The three-and-a-half hour production is performed in modern dress and with contemporary language in a blatant bid to make the plays more accessible to today’s audiences. I don't need actors to wear the togas and the masks that have traditionally been used for productions of Greek plays but I have to say that for me at least, Icke's updating robs the narrative of the mythic grandeur that has sustained it for nearly 2500 years. 

Although a soothsayer begins the evening by reciting the names of dieties from a wide spectrum of religions, the gods are missing in Icke's version of the story. So it makes no sense—two millennium spoiler alert—that Agamemnon would sacrifice his daughter to win favor in the war that he is preparing to wage. 

And while I don’t mind having Klytemnestra drop the f-word, I also wanted her and the others to speak some elevated language that would lift their monologues from the everyday dinner conversations that are repeated throughout the performance.

To be fair, there are moments that work. I sat up in my seat when Angus Wright’s Agamemnon and Anastasia Hille’s Klytemnestra went toe-to-toe in the argument over the fate of their daughter. 

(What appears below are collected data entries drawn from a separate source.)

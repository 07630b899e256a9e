//! Prometheus metrics for the predictors
//!
//! Tracks child invocation latency and outcomes plus in-process training time.

use anyhow::{Context, Result};
use prometheus::{
    register_histogram, register_histogram_vec, register_int_counter_vec, Encoder, Histogram,
    HistogramVec, IntCounterVec, TextEncoder,
};
use std::sync::OnceLock;

/// Latency buckets in seconds. Child runs train a network, so they go up to minutes.
const LATENCY_BUCKETS: &[f64] = &[0.01, 0.05, 0.1, 0.5, 1.0, 2.5, 5.0, 10.0, 30.0, 60.0, 120.0, 300.0];

/// Outcome label for a successful child invocation
pub const OUTCOME_SUCCESS: &str = "success";

static GLOBAL_METRICS: OnceLock<PredictorMetricsInner> = OnceLock::new();

struct PredictorMetricsInner {
    child_invocation_seconds: Histogram,
    child_invocations_total: IntCounterVec,
    training_seconds: HistogramVec,
}

impl PredictorMetricsInner {
    fn new() -> Self {
        Self {
            child_invocation_seconds: register_histogram!(
                "hpp_child_invocation_seconds",
                "Wall time of one neural predictor child process, spawn to exit",
                LATENCY_BUCKETS.to_vec()
            )
            .expect("Failed to register child_invocation_seconds"),

            child_invocations_total: register_int_counter_vec!(
                "hpp_child_invocations_total",
                "Neural predictor invocations by outcome",
                &["outcome"]
            )
            .expect("Failed to register child_invocations_total"),

            training_seconds: register_histogram_vec!(
                "hpp_training_seconds",
                "Time spent fitting and evaluating an in-process estimator",
                &["estimator"],
                LATENCY_BUCKETS.to_vec()
            )
            .expect("Failed to register training_seconds"),
        }
    }
}

/// Handle to the global metrics; clones share the same instruments
#[derive(Clone)]
pub struct PredictorMetrics {
    _private: (),
}

impl Default for PredictorMetrics {
    fn default() -> Self {
        Self::new()
    }
}

impl PredictorMetrics {
    pub fn new() -> Self {
        GLOBAL_METRICS.get_or_init(PredictorMetricsInner::new);
        Self { _private: () }
    }

    fn inner(&self) -> &PredictorMetricsInner {
        GLOBAL_METRICS.get_or_init(PredictorMetricsInner::new)
    }

    /// Record how long a child process ran
    pub fn observe_child_latency(&self, duration_secs: f64) {
        self.inner().child_invocation_seconds.observe(duration_secs);
    }

    /// Count one invocation outcome (`success` or an error kind)
    pub fn inc_child_outcome(&self, outcome: &str) {
        self.inner()
            .child_invocations_total
            .with_label_values(&[outcome])
            .inc();
    }

    /// Current count for an outcome
    pub fn child_outcome_count(&self, outcome: &str) -> u64 {
        self.inner()
            .child_invocations_total
            .with_label_values(&[outcome])
            .get()
    }

    /// Record fit + evaluation time of an in-process estimator
    pub fn observe_training(&self, estimator: &str, duration_secs: f64) {
        self.inner()
            .training_seconds
            .with_label_values(&[estimator])
            .observe(duration_secs);
    }

    /// Render every registered metric in the Prometheus text format
    pub fn render(&self) -> Result<String> {
        let families = prometheus::gather();
        let mut buffer = Vec::new();
        TextEncoder::new()
            .encode(&families, &mut buffer)
            .context("Failed to encode metrics")?;
        String::from_utf8(buffer).context("Metrics exposition is not valid UTF-8")
    }
}

#[cfg(test)]
mod tests {
    use super::*;

    #[test]
    fn test_outcome_counter_increments() {
        let metrics = PredictorMetrics::new();
        let before = metrics.child_outcome_count("test_outcome");
        metrics.inc_child_outcome("test_outcome");
        metrics.inc_child_outcome("test_outcome");
        assert_eq!(metrics.child_outcome_count("test_outcome"), before + 2);
    }

    #[test]
    fn test_render_contains_metric_names() {
        let metrics = PredictorMetrics::new();
        metrics.observe_child_latency(0.2);
        metrics.observe_training("gradient_descent", 0.01);
        metrics.inc_child_outcome(OUTCOME_SUCCESS);

        let text = metrics.render().unwrap();
        assert!(text.contains("hpp_child_invocation_seconds"));
        assert!(text.contains("hpp_child_invocations_total"));
        assert!(text.contains("hpp_training_seconds"));
    }
}
//! Configuration management for the CLI
//!
//! Sources are layered lowest to highest: built-in defaults, the user file
//! `~/.config/hpp/config.toml`, `hpp.toml` in the current directory, then
//! `HPP_*` environment variables. Command-line flags are applied on top.

use anyhow::{Context, Result};
use pricing_lib::neural::{NeuralPredictor, NeuralPredictorBuilder, DEFAULT_SCRIPT_NAME};
use serde::{Deserialize, Serialize};
use std::path::{Path, PathBuf};
use std::time::Duration;

/// Environment variable prefix
pub const ENV_PREFIX: &str = "HPP";

/// Project-local configuration file
pub const LOCAL_CONFIG_FILE: &str = "hpp.toml";

/// CLI configuration
#[derive(Debug, Clone, PartialEq, Serialize, Deserialize)]
pub struct AppConfig {
    /// House dataset for the in-process estimators
    #[serde(default = "default_data_path")]
    pub data_path: PathBuf,

    /// Interpreter override for the neural network script
    #[serde(default)]
    pub python: Option<String>,

    /// Neural network script file name
    #[serde(default = "default_script_name")]
    pub script_name: String,

    /// Directory holding the script; also its working directory
    #[serde(default)]
    pub working_dir: Option<PathBuf>,

    /// Kill the script after this many seconds (0 or unset: wait forever)
    #[serde(default)]
    pub timeout_secs: Option<u64>,
}

fn default_data_path() -> PathBuf {
    PathBuf::from("VirtualTownHouseDataset.csv")
}

fn default_script_name() -> String {
    DEFAULT_SCRIPT_NAME.to_string()
}

impl Default for AppConfig {
    fn default() -> Self {
        Self {
            data_path: default_data_path(),
            python: None,
            script_name: default_script_name(),
            working_dir: None,
            timeout_secs: None,
        }
    }
}

impl AppConfig {
    /// Load configuration from files and environment
    pub fn load() -> Result<Self> {
        let user_file = user_config_path();
        Self::load_from(
            user_file.as_deref(),
            Path::new(LOCAL_CONFIG_FILE),
            config::Environment::with_prefix(ENV_PREFIX).try_parsing(true),
        )
    }

    fn load_from(
        user_file: Option<&Path>,
        local_file: &Path,
        environment: config::Environment,
    ) -> Result<Self> {
        let mut builder = config::Config::builder();
        if let Some(path) = user_file {
            builder = builder.add_source(config::File::from(path).required(false));
        }
        let config = builder
            .add_source(config::File::from(local_file).required(false))
            .add_source(environment)
            .build()
            .context("Failed to read configuration")?;

        config
            .try_deserialize()
            .context("Failed to parse configuration")
    }

    /// Apply command-line overrides
    pub fn with_overrides(
        mut self,
        data_path: Option<PathBuf>,
        python: Option<String>,
        timeout_secs: Option<u64>,
    ) -> Self {
        if let Some(path) = data_path {
            self.data_path = path;
        }
        if python.is_some() {
            self.python = python;
        }
        if timeout_secs.is_some() {
            self.timeout_secs = timeout_secs;
        }
        self
    }

    pub fn timeout(&self) -> Option<Duration> {
        self.timeout_secs
            .filter(|secs| *secs > 0)
            .map(Duration::from_secs)
    }

    /// Neural predictor builder carrying the configured interpreter, script and deadline
    pub fn predictor_builder(&self) -> NeuralPredictorBuilder {
        let mut builder = NeuralPredictor::builder().script_name(self.script_name.as_str());
        if let Some(python) = &self.python {
            builder = builder.interpreter(python.as_str());
        }
        if let Some(dir) = &self.working_dir {
            builder = builder.working_dir(dir.as_path());
        }
        if let Some(deadline) = self.timeout() {
            builder = builder.deadline(deadline);
        }
        builder
    }
}

/// Get the user configuration file path
pub fn user_config_path() -> Option<PathBuf> {
    dirs_next::home_dir().map(|home| home.join(".config").join("hpp").join("config.toml"))
}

Both actors are tall and lean and radiate the tightly-coiled energy of panthers. Wright also has the dulcet voice and calibrated diction in which so many of the best British actors root their power and Hille unleashes the kind of raw passion that would do an old-style Method actor proud.  “This is my child – part of my body,” she yowls in anguish. Their clash is wrenching. 

A coup de théâtre that marks the aftermath of Iphigenia’s death is equally impressive.  But all of that happens in the first act and the following three fail to keep the momentum going.  

Icke frames the entire production as a series of therapy sessions in which Orestes recounts what happened, wrestles with being the sole survivor of his troubled family and prepares to go on trial for the murder of his mother. Bits of evidence are flashed onto to video screens above the stage but theatergoers who’ve forgotten the stories from their grade school readings of Edith Hamilton’s “Tales of Gods and Heroes” may be confused by what's going on.  

Some double-casting and the post-death appearances of several characters only add to the murkiness. So here’s another spoiler, albeit I hope a helpful one: Wright plays the ghost of Agamemnon, his wife’s lover Aegisthus and a trial court judge in the final act.

In those final scenes, Icke tacks on some observations about feminism and politics but they might have worked better if they’d been braided into the entire narrative. 

Throughout the performance, a digital display appears to mark the exact time of death of each victim. This clock is also used to countdown the time during each intermission. And when my mind wandered as it occasionally did, I used it to calculate how much time remained before the show would finally end.